If you’re looking for a way to maximize your cash flow management without taking on the kind of debt that will affect your debt-to-income ratio if you’re going for a new loan, you need to look at the options available for accounts receivable financing. While credit lines and other reusable resources can offer a business a lot, suddenly taking out a new one can alter the balance of your credit score and make it harder to get approved for loans if you’re mid-process. Financing your receivables means getting an advance on money you are owed instead of a loan you have to repay, and there are other advantages as well.
Most factors, the lenders who provide these advances, will offer you options that make this instrument useful as a kind of insurance on customer payment, as well as an opportunity to outsource your accounts receivable to the extent you like. It’s even possible to use this kind of financing on a regular, rotating basis to cover all your large orders that don’t pay upon receipt if you have a good relationship with your lender and healthy financial projections for your business.
You do have to know that most accounts receivable financing programs will charge you more for customers who pay late or who aren’t expected to pay for a longer length of time.

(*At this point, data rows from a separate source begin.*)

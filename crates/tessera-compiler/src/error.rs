//! Diagnostics for the Tessera semantic-analysis layer.
//!
//! Analysis never stops at the first problem. Every value error, structural
//! conflict and unrecognized construct becomes a [`Diagnostic`] that is
//! accumulated for the source unit, and the builder carries on with a safe
//! result. A unit is only usable when no error-class diagnostic was recorded.
//!
//! # Example
//!
//! ```
//! # use tessera_compiler::error::{Diagnostic, ErrorCode};
//! # use tessera_core::location::SourceLineNumber;
//!
//! let here = SourceLineNumber::new("product.wxs", 20);
//! let first = SourceLineNumber::new("product.wxs", 8);
//!
//! let diag = Diagnostic::error("duplicate symbol `INSTALLFOLDER` in table `Directory`")
//!     .with_code(ErrorCode::E100)
//!     .with_label(here, "duplicate definition")
//!     .with_secondary_label(first, "first defined here")
//!     .with_help("use a different identifier or remove one of the definitions");
//! assert_eq!(diag.labels().len(), 2);
//! ```

mod collector;
mod compile_error;
mod diagnostic;
mod error_code;
mod label;
mod severity;

pub use collector::DiagnosticCollector;
pub use compile_error::CompileError;
pub use diagnostic::Diagnostic;
pub use error_code::ErrorCode;
pub use label::Label;
pub use severity::Severity;
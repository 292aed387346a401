//! Symbol identifiers with access scoping.
//!
//! This module provides the [`Identifier`] type that keys a symbol inside its
//! section, together with the [`AccessModifier`] that controls how far the
//! identifier is visible once sections are linked together.

use std::fmt;

use serde::{Deserialize, Serialize};

/// Value carried by the placeholder identifier returned for invalid input.
///
/// It deliberately violates the identifier grammar so it can never collide
/// with an identifier written by an author.
const INVALID_IDENTIFIER_VALUE: &str = "!InvalidIdentifier";

/// Visibility of an identifier across linked sections.
#[derive(Debug, Clone, Copy, Default, PartialEq, Eq, Hash, Serialize, Deserialize)]
#[serde(rename_all = "lowercase")]
pub enum AccessModifier {
    /// Visible everywhere, including across package boundaries.
    Global,

    /// Visible to every section of the same library or package.
    Public,

    /// Visible only inside the section that declares it.
    #[default]
    Private,
}

impl AccessModifier {
    /// Resolves an access keyword written in front of an identifier value.
    ///
    /// Accepts the modern keywords and the legacy aliases:
    ///
    /// * `global`, `package` map to [`AccessModifier::Global`]
    /// * `public`, `internal`, `library` map to [`AccessModifier::Public`]
    /// * `private`, `protected`, `file`, `fragment`, `section` map to [`AccessModifier::Private`]
    ///
    /// # Examples
    ///
    /// ```
    /// use tessera_core::identifier::AccessModifier;
    ///
    /// assert_eq!(AccessModifier::from_keyword("package"), Some(AccessModifier::Global));
    /// assert_eq!(AccessModifier::from_keyword("fragment"), Some(AccessModifier::Private));
    /// assert_eq!(AccessModifier::from_keyword("nope"), None);
    /// ```
    pub fn from_keyword(keyword: &str) -> Option<Self> {
        match keyword {
            "global" | "package" => Some(Self::Global),
            "public" | "internal" | "library" => Some(Self::Public),
            "private" | "protected" | "file" | "fragment" | "section" => Some(Self::Private),
            _ => None,
        }
    }

    /// Returns the canonical keyword for this modifier.
    pub fn as_str(&self) -> &'static str {
        match self {
            Self::Global => "global",
            Self::Public => "public",
            Self::Private => "private",
        }
    }
}

impl fmt::Display for AccessModifier {
    fn fmt(&self, f: &mut fmt::Formatter<'_>) -> fmt::Result {
        f.write_str(self.as_str())
    }
}

/// A symbol identifier: an access modifier plus a value unique in its section.
///
/// Identifiers are immutable once created. Two identifiers compare equal only
/// when both the access modifier and the value match; sections key their
/// symbols by value alone.
///
/// # Examples
///
/// ```
/// use tessera_core::identifier::{AccessModifier, Identifier};
///
/// let id = Identifier::new(AccessModifier::Public, "MainComponent");
/// assert_eq!(id.id(), "MainComponent");
/// assert_eq!(id, "MainComponent");
/// assert_eq!(id.access(), AccessModifier::Public);
/// ```
#[derive(Debug, Clone, PartialEq, Eq, Hash, Serialize, Deserialize)]
pub struct Identifier {
    access: AccessModifier,
    id: String,
}

impl Identifier {
    /// Creates an identifier with an explicit access modifier.
    pub fn new(access: AccessModifier, id: impl Into<String>) -> Self {
        Self {
            access,
            id: id.into(),
        }
    }

    /// Creates a section-private identifier.
    pub fn private(id: impl Into<String>) -> Self {
        Self::new(AccessModifier::Private, id)
    }

    /// Creates the placeholder identifier returned when author input is invalid.
    ///
    /// # Examples
    ///
    /// ```
    /// use tessera_core::identifier::Identifier;
    ///
    /// let placeholder = Identifier::invalid();
    /// assert!(placeholder.is_invalid());
    /// assert!(!Identifier::private("Valid").is_invalid());
    /// ```
    pub fn invalid() -> Self {
        Self::private(INVALID_IDENTIFIER_VALUE)
    }

    /// Returns `true` if this is the placeholder created by [`Identifier::invalid`].
    pub fn is_invalid(&self) -> bool {
        self.id == INVALID_IDENTIFIER_VALUE
    }

    /// Returns the access modifier.
    pub fn access(&self) -> AccessModifier {
        self.access
    }

    /// Returns the identifier value.
    pub fn id(&self) -> &str {
        &self.id
    }

    /// Consumes the identifier and returns its value.
    pub fn into_id(self) -> String {
        self.id
    }
}

impl fmt::Display for Identifier {
    fn fmt(&self, f: &mut fmt::Formatter<'_>) -> fmt::Result {
        f.write_str(&self.id)
    }
}

impl From<&str> for Identifier {
    /// Creates a section-private identifier from a string slice.
    fn from(id: &str) -> Self {
        Self::private(id)
    }
}

impl PartialEq<str> for Identifier {
    fn eq(&self, other: &str) -> bool {
        self.id == other
    }
}

impl PartialEq<&str> for Identifier {
    fn eq(&self, other: &&str) -> bool {
        self.id == *other
    }
}

#[cfg(test)]
mod tests {
    use std::collections::HashMap;

    use super::*;

    #[test]
    fn test_new() {
        let id1 = Identifier::new(AccessModifier::Global, "ProductFeature");
        let id2 = Identifier::new(AccessModifier::Global, "ProductFeature");
        let id3 = Identifier::new(AccessModifier::Private, "ProductFeature");

        assert_eq!(id1, id2);
        assert_ne!(id1, id3);
        assert_eq!(id1, "ProductFeature");
    }

    #[test]
    fn test_default_access_is_private() {
        assert_eq!(AccessModifier::default(), AccessModifier::Private);
        assert_eq!(Identifier::from("Foo").access(), AccessModifier::Private);
    }

    #[test]
    fn test_keywords() {
        assert_eq!(
            AccessModifier::from_keyword("global"),
            Some(AccessModifier::Global)
        );
        assert_eq!(
            AccessModifier::from_keyword("library"),
            Some(AccessModifier::Public)
        );
        assert_eq!(
            AccessModifier::from_keyword("protected"),
            Some(AccessModifier::Private)
        );
        assert_eq!(AccessModifier::from_keyword("Global"), None);
    }

    #[test]
    fn test_invalid_placeholder() {
        let placeholder = Identifier::invalid();
        assert!(placeholder.is_invalid());
        assert_eq!(placeholder.access(), AccessModifier::Private);
    }

    #[test]
    fn test_display_trait() {
        let id = Identifier::new(AccessModifier::Public, "INSTALLFOLDER");
        assert_eq!(format!("{id}"), "INSTALLFOLDER");
        assert_eq!(AccessModifier::Public.to_string(), "public");
    }

    #[test]
    fn test_hash_and_eq() {
        let id1 = Identifier::private("key1");
        let id2 = Identifier::private("key1");
        let id3 = Identifier::private("key2");

        let mut map = HashMap::new();
        map.insert(id1, "value1");
        map.insert(id3, "value2");

        assert_eq!(map.get(&id2), Some(&"value1"));
        assert_eq!(map.len(), 2);
    }

    #[test]
    fn test_into_id() {
        let id = Identifier::private("TARGETDIR");
        assert_eq!(id.into_id(), "TARGETDIR");
    }
}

The good news is that not all of them do that, so if you’re willing to pay slightly higher fees on customers who pay quickly, you can get a flat rate that also saves you money on the ones who take their time.
Most factors offer their products as non-recourse advances to you, and the standard way of managing repayment involves the lender taking over the collection process, so you can use the money with confidence that your credit will not be affected if your customer winds up being unable to pay for the order. The exact way these policies work is open to interpretation, however, and you’re going to want to make sure you understand the agreement you’re getting into before making assumptions.
The key to really making accounts receivable financing work as a reusable resource is to do the research into lenders that lets you find one with the policies, options, and price structure that best fits your business. Then, you can easily work the predictable costs of financing into quotes when you are pretty sure you’ll be using it, and you won’t have to worry about waiting a long time for your money when you finish the work and deliver your product.